* THE PROBLEM: Among the entries below, find the line with "let workspace = TempDir::new().unwrap();", then quote it and each following line up to and including the line with "filename src/cli/commands.rs", and nothing else.
** THE INPUT follows **
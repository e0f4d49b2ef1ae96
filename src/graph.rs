// MAZE
use crate::error::{MazeError, Result};

/// Backing store for maze passages. An edge between two grid-adjacent
/// vertices means there is no wall between them.
pub trait Graph {
    fn vertex_count(&self) -> usize;

    /// Must answer `false`, never panic, for ids outside the vertex range.
    fn has_edge(&self, u: isize, v: isize) -> bool;

    fn add_edge(&mut self, u: usize, v: usize) -> Result<()>;
}

/// Undirected graph stored as one neighbour list per vertex.
#[derive(Debug, Clone, PartialEq, Eq)]
pub struct AdjacencyGraph {
    adjacency: Vec<Vec<usize>>,
}

impl AdjacencyGraph {
    pub fn new(vertex_count: usize) -> Self {
        Self {
            adjacency: vec![vec![]; vertex_count],
        }
    }

    /// Installs a complete adjacency structure in one go. Every listed edge
    /// is mirrored so the result stays undirected.
    pub fn set_adjacency(&mut self, adjacency: Vec<Vec<usize>>) -> Result<()> {
        let n = self.adjacency.len();
        if adjacency.len() != n {
            return Err(MazeError::length_mismatch(n, adjacency.len()));
        }
        if let Some(&bad) = adjacency.iter().flatten().find(|&&v| v >= n) {
            return Err(MazeError::out_of_range(bad, n));
        }

        let mut graph = Self::new(n);
        for (u, neighbors) in adjacency.iter().enumerate() {
            for &v in neighbors {
                graph.link(u, v);
            }
        }
        log::trace!("installed adjacency with {} edges", graph.edge_count());
        *self = graph;
        Ok(())
    }

    pub fn adjacency(&self) -> &[Vec<usize>] {
        &self.adjacency
    }

    pub fn neighbors(&self, v: usize) -> &[usize] {
        self.adjacency.get(v).map(Vec::as_slice).unwrap_or(&[])
    }

    pub fn edge_count(&self) -> usize {
        self.adjacency.iter().map(Vec::len).sum::<usize>() / 2
    }

    pub fn clear(&mut self) {
        for neighbors in self.adjacency.iter_mut() {
            neighbors.clear();
        }
    }

    fn link(&mut self, u: usize, v: usize) {
        if u == v || self.adjacency[u].contains(&v) {
            return;
        }
        self.adjacency[u].push(v);
        self.adjacency[v].push(u);
    }

    fn checked(&self, v: isize) -> Option<usize> {
        if 0 <= v && (v as usize) < self.adjacency.len() {
            Some(v as usize)
        } else {
            None
        }
    }
}

impl Graph for AdjacencyGraph {
    #[inline]
    fn vertex_count(&self) -> usize {
        self.adjacency.len()
    }

    fn has_edge(&self, u: isize, v: isize) -> bool {
        match (self.checked(u), self.checked(v)) {
            (Some(u), Some(v)) => self.adjacency[u].contains(&v),
            _ => false,
        }
    }

    fn add_edge(&mut self, u: usize, v: usize) -> Result<()> {
        let n = self.adjacency.len();
        for &id in &[u, v] {
            if id >= n {
                return Err(MazeError::out_of_range(id, n));
            }
        }
        self.link(u, v);
        Ok(())
    }
}
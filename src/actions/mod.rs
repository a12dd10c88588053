// ABOUTME: Action invocation contract for the imprint engine
// ABOUTME: Defines the action trait, invocation context, and name-based registry

pub mod error;
pub mod fetch_template;

use std::collections::HashMap;
use std::path::PathBuf;

use async_trait::async_trait;
use serde_json::Value;

pub use error::{ActionError, Result};
pub use fetch_template::{FetchTemplateAction, TemplateInput};

/// Per-invocation context handed to every action.
#[derive(Debug, Clone)]
pub struct ActionContext {
    /// Boundary all destination paths must stay inside
    pub workspace_root: PathBuf,
    /// Base for resolving relative source locators
    pub base_url: Option<String>,
}

impl ActionContext {
    pub fn new(workspace_root: PathBuf) -> Self {
        Self {
            workspace_root,
            base_url: None,
        }
    }

    pub fn with_base_url(mut self, base_url: Option<String>) -> Self {
        self.base_url = base_url;
        self
    }
}

/// Result of a successful action invocation.
#[derive(Debug, Clone)]
pub struct ActionOutput {
    /// Directory populated by the action, inside the workspace
    pub output_path: PathBuf,
}

#[async_trait]
pub trait Action: Send + Sync {
    fn name(&self) -> &'static str;

    async fn execute(&self, input: Value, context: ActionContext) -> Result<ActionOutput>;
}

pub struct ActionRegistry {
    actions: HashMap<String, Box<dyn Action>>,
}

impl ActionRegistry {
    pub fn new() -> Self {
        Self {
            actions: HashMap::new(),
        }
    }

    /// Registry with all built-in actions, wired to the given fetcher
    pub fn with_builtins(fetcher: Box<dyn crate::fetch::Fetcher>) -> Self {
        let mut registry = Self::new();
        registry.register(Box::new(FetchTemplateAction::new(fetcher)));
        registry
    }

    pub fn register(&mut self, action: Box<dyn Action>) {
        self.actions.insert(action.name().to_string(), action);
    }

    pub fn get(&self, name: &str) -> Option<&dyn Action> {
        self.actions.get(name).map(|action| action.as_ref())
    }

    pub async fn execute(
        &self,
        name: &str,
        input: Value,
        context: ActionContext,
    ) -> Result<ActionOutput> {
        match self.get(name) {
            Some(action) => action.execute(input, context).await,
            None => Err(ActionError::ActionNotFound {
                name: name.to_string(),
            }),
        }
    }

    pub fn list_actions(&self) -> Vec<&str> {
        self.actions.keys().map(|name| name.as_str()).collect()
    }
}

impl Default for ActionRegistry {
    fn default() -> Self {
        Self::new()
    }
}
// ABOUTME: Common utilities and helpers for integration tests
// ABOUTME: Provides shared functionality for building template source trees

#![allow(dead_code)]

use std::fs;
use std::path::{Path, PathBuf};
use tempfile::TempDir;

/// Builder for template source trees used as test fixtures.
pub struct TestTreeBuilder {
    files: Vec<(PathBuf, String)>,
    dirs: Vec<PathBuf>,
}

impl TestTreeBuilder {
    pub fn new() -> Self {
        Self {
            files: Vec::new(),
            dirs: Vec::new(),
        }
    }

    pub fn with_file(mut self, path: &str, content: &str) -> Self {
        self.files.push((PathBuf::from(path), content.to_string()));
        self
    }

    pub fn with_dir(mut self, path: &str) -> Self {
        self.dirs.push(PathBuf::from(path));
        self
    }

    /// Materialize the tree under `root`
    pub fn build(self, root: &Path) -> std::io::Result<()> {
        for dir in &self.dirs {
            fs::create_dir_all(root.join(dir))?;
        }
        for (path, content) in &self.files {
            let full = root.join(path);
            if let Some(parent) = full.parent() {
                fs::create_dir_all(parent)?;
            }
            fs::write(full, content)?;
        }
        Ok(())
    }
}

impl Default for TestTreeBuilder {
    fn default() -> Self {
        Self::new()
    }
}

/// A fresh workspace directory containing a `source` template tree built
/// from the given builder.
pub fn workspace_with_source(builder: TestTreeBuilder) -> (TempDir, PathBuf) {
    let workspace = TempDir::new().unwrap();
    let source = workspace.path().join("source");
    fs::create_dir_all(&source).unwrap();
    builder.build(&source).unwrap();
    (workspace, source)
}

/// Count entries in a directory, failing the test if it does not exist.
pub fn entry_count(path: &Path) -> usize {
    fs::read_dir(path).unwrap().count()
}
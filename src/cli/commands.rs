// ABOUTME: Command implementations for the imprint CLI
// ABOUTME: Handles execution of the render and check commands

use anyhow::{Context, Result};
use serde_json::{Map, Value};
use std::path::{Path, PathBuf};
use tracing::{info, warn};
use walkdir::WalkDir;

use super::config::Config;
use crate::actions::{fetch_template, ActionContext, ActionRegistry};
use crate::fetch::LocalFetcher;
use crate::template::TemplateEngine;

pub struct RenderOptions {
    pub url: String,
    pub target: PathBuf,
    pub values: Vec<String>,
    pub values_file: Option<PathBuf>,
    pub copy_without_render: Vec<String>,
    pub workspace: Option<PathBuf>,
    pub base_url: Option<String>,
}

/// Execute the render command: build the action input from CLI options and
/// configuration, then run the fetch:template action.
pub async fn render_template(options: RenderOptions, config: &Config) -> Result<()> {
    let workspace_root = resolve_workspace(options.workspace, config)?;
    info!("Workspace root: {}", workspace_root.display());

    let values = collect_values(&options.values, options.values_file.as_deref(), config).await?;
    info!("Collected {} template values", values.len());

    let mut input = serde_json::json!({
        "url": options.url,
        "targetPath": options.target,
        "values": Value::Object(values),
    });
    if !options.copy_without_render.is_empty() {
        input["copyWithoutRender"] = serde_json::json!(options.copy_without_render);
    }

    let registry = ActionRegistry::with_builtins(Box::new(LocalFetcher::new()));
    let context = ActionContext::new(workspace_root)
        .with_base_url(options.base_url.or_else(|| config.base_url.clone()));

    let output = registry
        .execute(fetch_template::ACTION_NAME, input, context)
        .await?;

    info!("Rendered template into {}", output.output_path.display());
    println!("{}", output.output_path.display());
    Ok(())
}

/// Execute the check command: parse-validate every file name and file
/// content under a local template tree without writing any output.
pub fn check_template(path: &Path) -> Result<()> {
    let engine = TemplateEngine::new()?;
    let mut checked = 0usize;

    for entry in WalkDir::new(path).min_depth(1) {
        let entry = entry?;
        let relative = entry
            .path()
            .strip_prefix(path)
            .expect("walked entry is under its own root");

        if let Some(name) = entry.file_name().to_str() {
            engine
                .validate(name)
                .with_context(|| format!("Invalid template name: {}", relative.display()))?;
        }

        if entry.file_type().is_file() {
            match std::fs::read_to_string(entry.path()) {
                Ok(content) => {
                    engine
                        .validate(&content)
                        .with_context(|| format!("Invalid template: {}", relative.display()))?;
                    checked += 1;
                }
                Err(_) => {
                    // Binary files cannot carry template expressions
                    warn!("Skipping non-text file: {}", relative.display());
                }
            }
        }
    }

    info!("Template check passed: {} files validated", checked);
    println!("ok: {checked} files validated");
    Ok(())
}

fn resolve_workspace(workspace: Option<PathBuf>, config: &Config) -> Result<PathBuf> {
    let root = match workspace.or_else(|| config.workspace_root.clone()) {
        Some(root) => root,
        None => std::env::current_dir().context("Failed to resolve current directory")?,
    };

    std::fs::canonicalize(&root)
        .with_context(|| format!("Workspace root does not exist: {}", root.display()))
}

async fn collect_values(
    pairs: &[String],
    values_file: Option<&Path>,
    config: &Config,
) -> Result<Map<String, Value>> {
    let mut values: Map<String, Value> = config
        .values
        .iter()
        .map(|(key, value)| (key.clone(), value.clone()))
        .collect();

    if let Some(path) = values_file {
        let raw = tokio::fs::read_to_string(path)
            .await
            .with_context(|| format!("Failed to read values file {}", path.display()))?;
        let parsed: Value = serde_json::from_str(&raw)
            .with_context(|| format!("Failed to parse values file {}", path.display()))?;
        match parsed {
            Value::Object(map) => values.extend(map),
            _ => anyhow::bail!("Values file must contain a JSON object"),
        }
    }

    // Command-line pairs take precedence over file and config values
    values.extend(super::Args::parse_values(pairs)?);

    Ok(values)
}
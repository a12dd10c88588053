// ABOUTME: Workspace boundary enforcement for destination paths
// ABOUTME: Lexically resolves dot segments and verifies containment before any write

use std::path::{Component, Path, PathBuf};

use super::error::{Result, TreeError};

/// Lexically resolve `.` and `..` components without touching the
/// filesystem. The candidate may not exist yet, so canonicalization is not
/// an option; escapes that cannot be resolved stay visible as leading `..`
/// components and fail the containment check.
pub fn normalize(path: &Path) -> PathBuf {
    let mut resolved = PathBuf::new();
    for component in path.components() {
        match component {
            Component::CurDir => {}
            Component::ParentDir => {
                if !resolved.pop() {
                    resolved.push(Component::ParentDir);
                }
            }
            other => resolved.push(other.as_os_str()),
        }
    }
    resolved
}

/// Verify that `candidate`, resolved against `root` when relative, stays
/// inside `root`. Returns the resolved absolute path on success. Path
/// segments may carry attacker-influenced template output, so this runs on
/// the fully rendered path of every write target, never only on raw input.
pub fn ensure_contained(candidate: &Path, root: &Path) -> Result<PathBuf> {
    let root = normalize(root);
    let resolved = if candidate.is_absolute() {
        normalize(candidate)
    } else {
        normalize(&root.join(candidate))
    };

    if !resolved.starts_with(&root) {
        return Err(TreeError::OutsideWorkspace {
            path: resolved,
            root,
        });
    }

    Ok(resolved)
}
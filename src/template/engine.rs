// ABOUTME: Main template engine implementation using MiniJinja
// ABOUTME: Provides string rendering, syntax validation, and filter registration

use minijinja::{Environment, ErrorKind, Syntax, UndefinedBehavior};

use super::context::RenderContext;
use super::error::{Result, TemplateError};
use super::filters;

/// Variable expression delimiters; `${{ name }}` rather than the engine's
/// default so template files can carry plain `{{`/`}}` untouched.
const VAR_START: &str = "${{";
const VAR_END: &str = "}}";

#[derive(Debug)]
pub struct TemplateEngine {
    env: Environment<'static>,
}

impl TemplateEngine {
    /// Create a new template engine with all built-in filters
    pub fn new() -> Result<Self> {
        let mut env = Environment::new();

        let syntax = Syntax {
            variable_start: VAR_START.into(),
            variable_end: VAR_END.into(),
            ..Syntax::default()
        };
        env.set_syntax(syntax)
            .map_err(|err| TemplateError::Render(err.to_string()))?;

        // Missing keys render as empty text. An absent value is a
        // template-authoring concern, not a system fault.
        env.set_undefined_behavior(UndefinedBehavior::Lenient);

        // Template-free content must round-trip byte-identical, so the
        // engine may not strip a trailing newline.
        env.set_keep_trailing_newline(true);

        filters::register_filters(&mut env);

        Ok(Self { env })
    }

    /// Render a template string with the given context. Numbers interpolate
    /// in their natural decimal form, booleans as `true`/`false`.
    pub fn render(&self, template: &str, context: &RenderContext) -> Result<String> {
        self.env
            .render_str(template, context.as_json())
            .map_err(|err| match err.kind() {
                ErrorKind::SyntaxError => TemplateError::Syntax {
                    template: template.to_string(),
                    message: err.to_string(),
                },
                _ => TemplateError::Render(err.to_string()),
            })
    }

    /// Validate template syntax without rendering
    pub fn validate(&self, template: &str) -> Result<()> {
        self.env
            .template_from_str(template)
            .map(|_| ())
            .map_err(|err| TemplateError::Syntax {
                template: template.to_string(),
                message: err.to_string(),
            })
    }

    /// Check if a string contains template expressions
    pub fn has_templates(&self, text: &str) -> bool {
        text.contains(VAR_START)
    }
}
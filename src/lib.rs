// ABOUTME: Main library module for the imprint templating engine
// ABOUTME: Exports all core modules and provides the public API

pub mod actions;
pub mod cli;
pub mod fetch;
pub mod template;
pub mod tree;

// Re-export commonly used types
pub use actions::{Action, ActionContext, ActionOutput, ActionRegistry, FetchTemplateAction, TemplateInput};
pub use cli::{App, Args, Config};
pub use fetch::{FetchRequest, Fetcher, LocalFetcher};
pub use template::{RenderContext, TemplateEngine};
pub use tree::{CopyMatcher, TreeCopier};

// Error handling
pub type Result<T> = anyhow::Result<T>;

// Version information
pub const VERSION: &str = env!("CARGO_PKG_VERSION");
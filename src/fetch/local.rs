// ABOUTME: Local filesystem fetcher for template sources
// ABOUTME: Resolves file URLs and plain paths, mirroring the tree into staging

use std::fs;
use std::path::{Path, PathBuf};

use async_trait::async_trait;
use tracing::debug;
use walkdir::WalkDir;

use super::error::{FetchError, Result};
use super::{FetchRequest, Fetcher};

/// Fetcher for template sources already present on local disk. Accepts
/// `file://` URLs and plain paths; relative paths resolve against the
/// request's base URL when one is given.
#[derive(Debug, Default)]
pub struct LocalFetcher;

impl LocalFetcher {
    pub fn new() -> Self {
        Self
    }

    fn resolve_source(request: &FetchRequest) -> Result<PathBuf> {
        let raw = request
            .fetch_url
            .strip_prefix("file://")
            .unwrap_or(&request.fetch_url);

        if raw.contains("://") {
            return Err(FetchError::UnsupportedSource {
                url: request.fetch_url.clone(),
            });
        }

        let path = Path::new(raw);
        let resolved = if path.is_absolute() {
            path.to_path_buf()
        } else {
            match &request.base_url {
                Some(base) => {
                    let base = base.strip_prefix("file://").unwrap_or(base);
                    Path::new(base).join(path)
                }
                None => path.to_path_buf(),
            }
        };

        if !resolved.is_dir() {
            return Err(FetchError::SourceNotFound { path: resolved });
        }

        Ok(resolved)
    }

    fn mirror_tree(source: &Path, output: &Path) -> Result<()> {
        for entry in WalkDir::new(source).min_depth(1) {
            let entry = entry?;
            let relative = entry
                .path()
                .strip_prefix(source)
                .expect("walked entry is under its own root");
            let target = output.join(relative);

            if entry.file_type().is_dir() {
                fs::create_dir_all(&target)?;
            } else {
                if let Some(parent) = target.parent() {
                    fs::create_dir_all(parent)?;
                }
                fs::copy(entry.path(), &target)?;
            }
        }
        Ok(())
    }
}

#[async_trait]
impl Fetcher for LocalFetcher {
    async fn fetch_contents(&self, request: FetchRequest) -> Result<()> {
        let source = Self::resolve_source(&request)?;
        debug!(
            "Staging local template source {} -> {}",
            source.display(),
            request.output_path.display()
        );

        fs::create_dir_all(&request.output_path)?;
        Self::mirror_tree(&source, &request.output_path)
    }
}
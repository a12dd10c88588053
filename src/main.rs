use anyhow::Result;
use imprint::cli::App;

#[tokio::main]
async fn main() -> Result<()> {
    let mut app = App::from_args().await?;
    let args = imprint::cli::Args::parse_args();

    app.run(args).await?;

    Ok(())
}
// ABOUTME: Template source retrieval module
// ABOUTME: Defines the fetcher contract and the built-in local filesystem fetcher

pub mod error;
pub mod local;

use std::path::PathBuf;

use async_trait::async_trait;

pub use error::{FetchError, Result};
pub use local::LocalFetcher;

/// Request to materialize a template source into a staging directory.
#[derive(Debug, Clone)]
pub struct FetchRequest {
    /// Base used to resolve relative source locators
    pub base_url: Option<String>,
    /// The template source locator
    pub fetch_url: String,
    /// Staging directory to populate
    pub output_path: PathBuf,
}

/// Retrieval collaborator: after `fetch_contents` resolves, `output_path`
/// contains the fully materialized source tree, ready for walking. How the
/// tree is produced (plain copy, VCS clone, archive unpack) is the
/// implementation's concern.
#[async_trait]
pub trait Fetcher: Send + Sync {
    async fn fetch_contents(&self, request: FetchRequest) -> Result<()>;
}
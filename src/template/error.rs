// ABOUTME: Error types for template rendering operations
// ABOUTME: Defines specific error types for expression parsing and evaluation

use thiserror::Error;

#[derive(Error, Debug)]
pub enum TemplateError {
    #[error("Template syntax error in '{template}': {message}")]
    Syntax { template: String, message: String },

    #[error("Template render error: {0}")]
    Render(String),

    #[error("Value serialization error: {0}")]
    Serialize(#[from] serde_json::Error),
}

pub type Result<T> = std::result::Result<T, TemplateError>;
// ABOUTME: Template rendering module for the imprint engine
// ABOUTME: Provides expression rendering, value contexts, and custom filters

pub mod context;
pub mod engine;
pub mod error;
pub mod filters;

pub use context::RenderContext;
pub use engine::TemplateEngine;
pub use error::{Result, TemplateError};
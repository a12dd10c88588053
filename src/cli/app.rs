// ABOUTME: Main application orchestration for the imprint CLI
// ABOUTME: Coordinates between CLI arguments, configuration, and command execution

use anyhow::Result;
use tracing::{debug, info};
use tracing_subscriber::EnvFilter;

use super::commands::{self, RenderOptions};
use super::{Args, Commands, Config};

pub struct App {
    config: Config,
}

impl App {
    /// Create a new application instance
    pub fn new(config: Config) -> Self {
        Self { config }
    }

    /// Create an application from command line arguments, loading any
    /// configuration file they point at
    pub async fn from_args() -> Result<Self> {
        let args = Args::parse_args();
        let config = Config::load(args.config.as_deref()).await?;
        Ok(Self::new(config))
    }

    /// Initialize logging based on configuration
    pub fn init_logging(&self, verbose: bool, no_color: bool) -> Result<()> {
        let log_level = if verbose {
            "debug"
        } else {
            &self.config.logging.level
        };

        let env_filter =
            EnvFilter::try_from_default_env().unwrap_or_else(|_| EnvFilter::new(log_level));

        match self.config.logging.format.as_str() {
            "compact" => {
                tracing_subscriber::fmt()
                    .compact()
                    .with_env_filter(env_filter)
                    .with_ansi(!no_color)
                    .with_target(false)
                    .init();
            }
            _ => {
                tracing_subscriber::fmt()
                    .with_env_filter(env_filter)
                    .with_ansi(!no_color)
                    .with_target(false)
                    .init();
            }
        }

        debug!("Logging initialized with level: {}", log_level);
        Ok(())
    }

    /// Run the application with parsed arguments
    pub async fn run(&mut self, args: Args) -> Result<()> {
        self.init_logging(args.verbose, args.no_color)?;

        info!("Starting imprint v{}", env!("CARGO_PKG_VERSION"));
        debug!("Configuration loaded from: {:?}", args.config);

        match args.command {
            Commands::Render {
                url,
                target,
                values,
                values_file,
                copy_without_render,
                workspace,
                base_url,
            } => {
                commands::render_template(
                    RenderOptions {
                        url,
                        target,
                        values,
                        values_file,
                        copy_without_render,
                        workspace,
                        base_url,
                    },
                    &self.config,
                )
                .await
            }
            Commands::Check { path } => commands::check_template(&path),
        }
    }
}
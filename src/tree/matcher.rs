// ABOUTME: Glob matching for copy-without-render path patterns
// ABOUTME: Decides whether a relative path is excluded from template rendering

use std::path::Path;

use globset::{Glob, GlobSet, GlobSetBuilder};

use super::error::{Result, TreeError};

/// Compiled `copyWithoutRender` pattern set, anchored at the staged tree's
/// root. A path matches when any pattern matches the path itself or any of
/// its ancestor directories, so marking a directory excludes its subtree.
#[derive(Debug, Clone)]
pub struct CopyMatcher {
    set: GlobSet,
}

impl CopyMatcher {
    /// Compile a pattern sequence. Patterns are validated eagerly, before
    /// any walk begins.
    pub fn new(patterns: &[String]) -> Result<Self> {
        let mut builder = GlobSetBuilder::new();
        for pattern in patterns {
            let glob = Glob::new(pattern).map_err(|err| TreeError::InvalidPattern {
                pattern: pattern.clone(),
                message: err.to_string(),
            })?;
            builder.add(glob);
        }
        let set = builder.build().map_err(|err| TreeError::InvalidPattern {
            pattern: patterns.join(", "),
            message: err.to_string(),
        })?;

        Ok(Self { set })
    }

    /// A matcher that matches nothing
    pub fn empty() -> Self {
        Self {
            set: GlobSet::empty(),
        }
    }

    /// Check a path (relative to the staged tree root) and its ancestors
    pub fn matches(&self, relative: &Path) -> bool {
        if self.set.is_empty() {
            return false;
        }

        relative
            .ancestors()
            .filter(|ancestor| !ancestor.as_os_str().is_empty())
            .any(|ancestor| self.set.is_match(ancestor))
    }
}
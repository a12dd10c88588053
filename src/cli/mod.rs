// ABOUTME: CLI module for the imprint templating engine
// ABOUTME: Exports command line interface components and main application logic

pub mod app;
pub mod args;
pub mod commands;
pub mod config;

pub use app::App;
pub use args::{Args, Commands};
pub use config::Config;
// ABOUTME: The fetch:template action entry point
// ABOUTME: Validates input, stages the source tree, and renders it into the workspace

use std::fs;
use std::path::{Path, PathBuf};

use async_trait::async_trait;
use serde::{Deserialize, Serialize};
use serde_json::{Map, Value};
use tracing::{debug, info};

use super::error::{ActionError, Result};
use super::{Action, ActionContext, ActionOutput};
use crate::fetch::{FetchRequest, Fetcher};
use crate::template::{RenderContext, TemplateEngine};
use crate::tree::{self, CopyMatcher, TreeCopier};

pub const ACTION_NAME: &str = "fetch:template";

/// Input accepted by the `fetch:template` action.
#[derive(Debug, Clone, Serialize, Deserialize)]
#[serde(rename_all = "camelCase")]
pub struct TemplateInput {
    /// Template source locator, handed to the fetcher unchanged
    pub url: String,
    /// Destination path, resolved against the workspace root
    pub target_path: PathBuf,
    /// Value mapping for template rendering
    #[serde(default)]
    pub values: Map<String, Value>,
    /// Glob patterns for entries copied verbatim
    #[serde(default)]
    pub copy_without_render: Option<Vec<String>>,
}

pub struct FetchTemplateAction {
    fetcher: Box<dyn Fetcher>,
}

impl FetchTemplateAction {
    pub fn new(fetcher: Box<dyn Fetcher>) -> Self {
        Self { fetcher }
    }

    /// Validate the raw input shape before any I/O. Structural problems are
    /// reported here, with no staging directory requested and no fetch
    /// performed.
    pub fn validate_input(input: &Value) -> Result<TemplateInput> {
        if let Some(patterns) = input.get("copyWithoutRender") {
            let valid = patterns
                .as_array()
                .is_some_and(|list| list.iter().all(Value::is_string));
            if !valid {
                return Err(ActionError::InvalidInput {
                    field: "copyWithoutRender".to_string(),
                    message: "copyWithoutRender must be an array of strings".to_string(),
                });
            }
        }

        let input: TemplateInput =
            serde_json::from_value(input.clone()).map_err(|err| ActionError::InvalidInput {
                field: "input".to_string(),
                message: err.to_string(),
            })?;

        if input.target_path.as_os_str().is_empty() {
            return Err(ActionError::InvalidInput {
                field: "targetPath".to_string(),
                message: "targetPath must not be empty".to_string(),
            });
        }

        Ok(input)
    }

    /// Every run starts from an empty target; refuse to merge into an
    /// existing populated destination.
    fn ensure_empty_target(dest: &Path, target_path: &Path) -> Result<()> {
        if !dest.exists() {
            return Ok(());
        }

        let occupied = !dest.is_dir() || fs::read_dir(dest)?.next().is_some();
        if occupied {
            return Err(ActionError::InvalidInput {
                field: "targetPath".to_string(),
                message: format!("target '{}' already exists and is not empty", target_path.display()),
            });
        }

        Ok(())
    }
}

#[async_trait]
impl Action for FetchTemplateAction {
    fn name(&self) -> &'static str {
        ACTION_NAME
    }

    async fn execute(&self, input: Value, context: ActionContext) -> Result<ActionOutput> {
        let input = Self::validate_input(&input)?;

        // Eager containment check: obviously-bad input fails before a
        // staging directory or fetch is even requested.
        let dest = tree::ensure_contained(&input.target_path, &context.workspace_root)?;
        Self::ensure_empty_target(&dest, &input.target_path)?;

        let matcher = match &input.copy_without_render {
            Some(patterns) => CopyMatcher::new(patterns)?,
            None => CopyMatcher::empty(),
        };

        let staging = tempfile::Builder::new()
            .prefix("imprint-staging-")
            .tempdir()?;
        debug!("Staging directory: {}", staging.path().display());

        info!("Fetching template source: {}", input.url);
        self.fetcher
            .fetch_contents(FetchRequest {
                base_url: context.base_url.clone(),
                fetch_url: input.url.clone(),
                output_path: staging.path().to_path_buf(),
            })
            .await?;

        let engine = TemplateEngine::new()?;
        let render_context = RenderContext::new(input.values);
        let copier = TreeCopier::new(
            &engine,
            &render_context,
            matcher,
            context.workspace_root.clone(),
        );

        let output_path = copier.copy_templated_contents(staging.path(), &dest)?;
        info!("Template rendered to {}", output_path.display());

        Ok(ActionOutput { output_path })
    }
}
** End of THE INPUT **
* COMPLETED TASK:
    let workspace = TempDir::new().unwrap();
    let source = workspace.path().join("source");
    fs::create_dir_all(&source).unwrap();
    builder.build(&source).unwrap();
    (workspace, source)
}

/// Count entries in a directory, failing the test if it does not exist.
pub fn entry_count(path: &Path) -> usize {
    fs::read_dir(path).unwrap().count()
}
filename src/cli/commands.rs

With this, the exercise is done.